# Action item
The answer must consist of every line from the entries that holds the word "events".

# Stored data entries
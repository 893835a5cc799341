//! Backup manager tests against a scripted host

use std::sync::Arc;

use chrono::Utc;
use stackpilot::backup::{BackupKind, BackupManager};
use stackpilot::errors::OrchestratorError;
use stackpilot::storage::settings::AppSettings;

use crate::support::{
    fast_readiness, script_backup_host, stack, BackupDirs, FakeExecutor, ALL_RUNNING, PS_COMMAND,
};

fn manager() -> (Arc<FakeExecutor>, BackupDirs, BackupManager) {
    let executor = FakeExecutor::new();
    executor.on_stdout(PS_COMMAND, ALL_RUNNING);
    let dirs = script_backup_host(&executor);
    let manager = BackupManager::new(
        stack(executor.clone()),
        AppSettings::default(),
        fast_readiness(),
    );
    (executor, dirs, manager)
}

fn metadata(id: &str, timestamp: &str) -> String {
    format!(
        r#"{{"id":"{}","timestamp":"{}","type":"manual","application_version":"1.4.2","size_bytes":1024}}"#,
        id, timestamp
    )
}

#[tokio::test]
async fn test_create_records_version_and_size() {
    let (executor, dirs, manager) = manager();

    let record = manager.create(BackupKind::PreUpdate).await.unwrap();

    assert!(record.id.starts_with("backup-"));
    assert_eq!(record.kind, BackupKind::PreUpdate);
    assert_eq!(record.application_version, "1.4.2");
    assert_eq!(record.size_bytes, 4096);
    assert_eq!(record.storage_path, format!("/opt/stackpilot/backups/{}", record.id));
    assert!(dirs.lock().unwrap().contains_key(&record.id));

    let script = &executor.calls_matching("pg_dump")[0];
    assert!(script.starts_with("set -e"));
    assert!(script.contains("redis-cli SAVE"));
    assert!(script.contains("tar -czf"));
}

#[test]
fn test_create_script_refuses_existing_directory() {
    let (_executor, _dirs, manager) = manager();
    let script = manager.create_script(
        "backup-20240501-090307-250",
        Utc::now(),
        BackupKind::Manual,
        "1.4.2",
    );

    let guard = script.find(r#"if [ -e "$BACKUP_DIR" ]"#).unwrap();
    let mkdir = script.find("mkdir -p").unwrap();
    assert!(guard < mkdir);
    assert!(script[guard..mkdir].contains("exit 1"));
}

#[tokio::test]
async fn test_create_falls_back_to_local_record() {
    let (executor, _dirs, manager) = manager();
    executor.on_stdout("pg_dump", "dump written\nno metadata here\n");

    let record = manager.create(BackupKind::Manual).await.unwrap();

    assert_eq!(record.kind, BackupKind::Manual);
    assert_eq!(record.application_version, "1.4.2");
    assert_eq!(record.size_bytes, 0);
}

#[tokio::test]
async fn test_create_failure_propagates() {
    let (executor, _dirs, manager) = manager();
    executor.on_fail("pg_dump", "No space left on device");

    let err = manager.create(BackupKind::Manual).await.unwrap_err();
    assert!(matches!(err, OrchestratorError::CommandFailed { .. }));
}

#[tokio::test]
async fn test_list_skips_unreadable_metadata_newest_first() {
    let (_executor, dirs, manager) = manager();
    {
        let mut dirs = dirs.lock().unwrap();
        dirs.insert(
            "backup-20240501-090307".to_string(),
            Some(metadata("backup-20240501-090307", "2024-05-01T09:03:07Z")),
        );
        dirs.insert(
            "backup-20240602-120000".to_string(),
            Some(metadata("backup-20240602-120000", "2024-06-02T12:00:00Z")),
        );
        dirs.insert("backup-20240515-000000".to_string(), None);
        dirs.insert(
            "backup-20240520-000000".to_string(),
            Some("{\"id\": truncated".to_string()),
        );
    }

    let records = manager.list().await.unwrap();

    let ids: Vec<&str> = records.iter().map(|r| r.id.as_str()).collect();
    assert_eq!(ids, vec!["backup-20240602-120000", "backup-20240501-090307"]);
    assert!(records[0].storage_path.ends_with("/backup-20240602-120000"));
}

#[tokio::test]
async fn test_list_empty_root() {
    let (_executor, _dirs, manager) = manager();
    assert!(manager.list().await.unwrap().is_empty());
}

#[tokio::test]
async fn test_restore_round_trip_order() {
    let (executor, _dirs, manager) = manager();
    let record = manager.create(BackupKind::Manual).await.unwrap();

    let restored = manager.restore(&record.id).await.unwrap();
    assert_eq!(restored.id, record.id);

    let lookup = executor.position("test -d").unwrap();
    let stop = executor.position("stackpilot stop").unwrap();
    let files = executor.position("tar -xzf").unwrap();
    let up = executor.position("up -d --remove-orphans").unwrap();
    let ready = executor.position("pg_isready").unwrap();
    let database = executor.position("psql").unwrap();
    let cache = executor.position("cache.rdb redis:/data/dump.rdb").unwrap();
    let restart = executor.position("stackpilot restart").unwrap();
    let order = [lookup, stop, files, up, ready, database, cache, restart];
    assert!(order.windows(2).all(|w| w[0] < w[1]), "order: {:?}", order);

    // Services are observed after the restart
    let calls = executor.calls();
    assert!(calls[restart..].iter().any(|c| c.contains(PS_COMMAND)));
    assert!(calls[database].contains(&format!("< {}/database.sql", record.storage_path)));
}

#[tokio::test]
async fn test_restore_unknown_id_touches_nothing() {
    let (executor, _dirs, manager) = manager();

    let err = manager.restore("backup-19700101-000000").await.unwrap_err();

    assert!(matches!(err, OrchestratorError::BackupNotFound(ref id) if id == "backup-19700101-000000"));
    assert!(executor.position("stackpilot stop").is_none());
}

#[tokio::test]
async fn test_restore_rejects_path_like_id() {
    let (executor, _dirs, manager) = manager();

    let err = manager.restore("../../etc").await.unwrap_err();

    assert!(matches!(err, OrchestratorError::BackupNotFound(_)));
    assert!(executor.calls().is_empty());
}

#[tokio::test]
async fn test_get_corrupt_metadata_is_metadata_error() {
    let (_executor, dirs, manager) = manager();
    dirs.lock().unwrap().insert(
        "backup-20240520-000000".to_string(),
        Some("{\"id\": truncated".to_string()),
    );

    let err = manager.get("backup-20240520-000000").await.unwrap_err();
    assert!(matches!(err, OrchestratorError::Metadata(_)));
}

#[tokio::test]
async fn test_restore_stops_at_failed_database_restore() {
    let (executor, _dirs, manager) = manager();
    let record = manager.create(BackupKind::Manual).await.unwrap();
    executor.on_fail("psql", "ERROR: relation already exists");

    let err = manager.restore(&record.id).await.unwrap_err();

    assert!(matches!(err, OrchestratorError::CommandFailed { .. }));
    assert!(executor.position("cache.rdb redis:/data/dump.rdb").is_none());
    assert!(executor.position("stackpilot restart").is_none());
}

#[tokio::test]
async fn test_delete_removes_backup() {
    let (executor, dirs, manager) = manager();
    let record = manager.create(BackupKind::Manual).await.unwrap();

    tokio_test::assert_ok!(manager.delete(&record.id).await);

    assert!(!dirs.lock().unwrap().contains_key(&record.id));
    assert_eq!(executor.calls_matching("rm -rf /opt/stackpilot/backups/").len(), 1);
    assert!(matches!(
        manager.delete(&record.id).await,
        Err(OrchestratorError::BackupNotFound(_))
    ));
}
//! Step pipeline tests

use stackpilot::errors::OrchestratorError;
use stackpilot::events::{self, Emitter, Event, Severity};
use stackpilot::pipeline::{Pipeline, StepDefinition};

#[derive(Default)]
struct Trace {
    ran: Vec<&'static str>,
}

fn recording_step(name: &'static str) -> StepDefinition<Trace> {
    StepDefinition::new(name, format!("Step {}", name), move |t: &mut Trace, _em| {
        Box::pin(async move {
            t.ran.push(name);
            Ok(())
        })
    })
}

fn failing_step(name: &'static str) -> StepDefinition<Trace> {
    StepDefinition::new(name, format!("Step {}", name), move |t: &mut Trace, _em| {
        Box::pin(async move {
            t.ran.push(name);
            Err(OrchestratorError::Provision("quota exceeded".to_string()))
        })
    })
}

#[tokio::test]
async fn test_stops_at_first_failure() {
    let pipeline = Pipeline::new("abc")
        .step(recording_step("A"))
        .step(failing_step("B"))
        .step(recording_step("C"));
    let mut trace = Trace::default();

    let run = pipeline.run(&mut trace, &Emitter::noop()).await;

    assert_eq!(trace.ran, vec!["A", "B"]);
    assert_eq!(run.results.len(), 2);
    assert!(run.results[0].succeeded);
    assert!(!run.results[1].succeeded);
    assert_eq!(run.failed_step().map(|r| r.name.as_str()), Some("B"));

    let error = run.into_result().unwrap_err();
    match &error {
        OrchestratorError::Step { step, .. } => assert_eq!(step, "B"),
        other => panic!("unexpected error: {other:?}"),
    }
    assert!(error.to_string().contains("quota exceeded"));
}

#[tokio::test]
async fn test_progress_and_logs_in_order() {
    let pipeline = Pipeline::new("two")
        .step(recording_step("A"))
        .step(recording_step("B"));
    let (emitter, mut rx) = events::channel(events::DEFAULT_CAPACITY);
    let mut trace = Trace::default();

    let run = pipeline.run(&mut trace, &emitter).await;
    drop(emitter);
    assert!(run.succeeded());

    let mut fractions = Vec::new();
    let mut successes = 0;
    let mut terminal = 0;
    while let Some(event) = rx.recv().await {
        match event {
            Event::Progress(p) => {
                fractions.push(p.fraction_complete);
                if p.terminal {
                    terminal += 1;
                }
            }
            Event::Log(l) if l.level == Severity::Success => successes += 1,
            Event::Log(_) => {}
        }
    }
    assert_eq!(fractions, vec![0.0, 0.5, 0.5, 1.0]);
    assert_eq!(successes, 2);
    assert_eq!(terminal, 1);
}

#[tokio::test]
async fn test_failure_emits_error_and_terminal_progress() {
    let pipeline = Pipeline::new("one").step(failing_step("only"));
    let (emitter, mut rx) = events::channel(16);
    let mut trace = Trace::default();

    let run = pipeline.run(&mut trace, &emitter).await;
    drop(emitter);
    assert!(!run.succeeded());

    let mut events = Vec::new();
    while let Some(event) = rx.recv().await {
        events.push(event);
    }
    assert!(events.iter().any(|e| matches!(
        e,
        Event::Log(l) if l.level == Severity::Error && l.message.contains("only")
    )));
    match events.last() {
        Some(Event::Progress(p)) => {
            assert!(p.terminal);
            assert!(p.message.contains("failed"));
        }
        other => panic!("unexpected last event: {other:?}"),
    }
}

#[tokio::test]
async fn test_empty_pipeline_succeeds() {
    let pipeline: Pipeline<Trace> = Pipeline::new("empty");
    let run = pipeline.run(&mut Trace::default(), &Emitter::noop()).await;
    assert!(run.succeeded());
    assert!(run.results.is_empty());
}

# Response to this task
use stackpilot::events::{self, Emitter, Event, Severity};
    let (emitter, mut rx) = events::channel(events::DEFAULT_CAPACITY);
    let (emitter, mut rx) = events::channel(16);
    let mut events = Vec::new();
        events.push(event);
    assert!(events.iter().any(|e| matches!(
    match events.last() {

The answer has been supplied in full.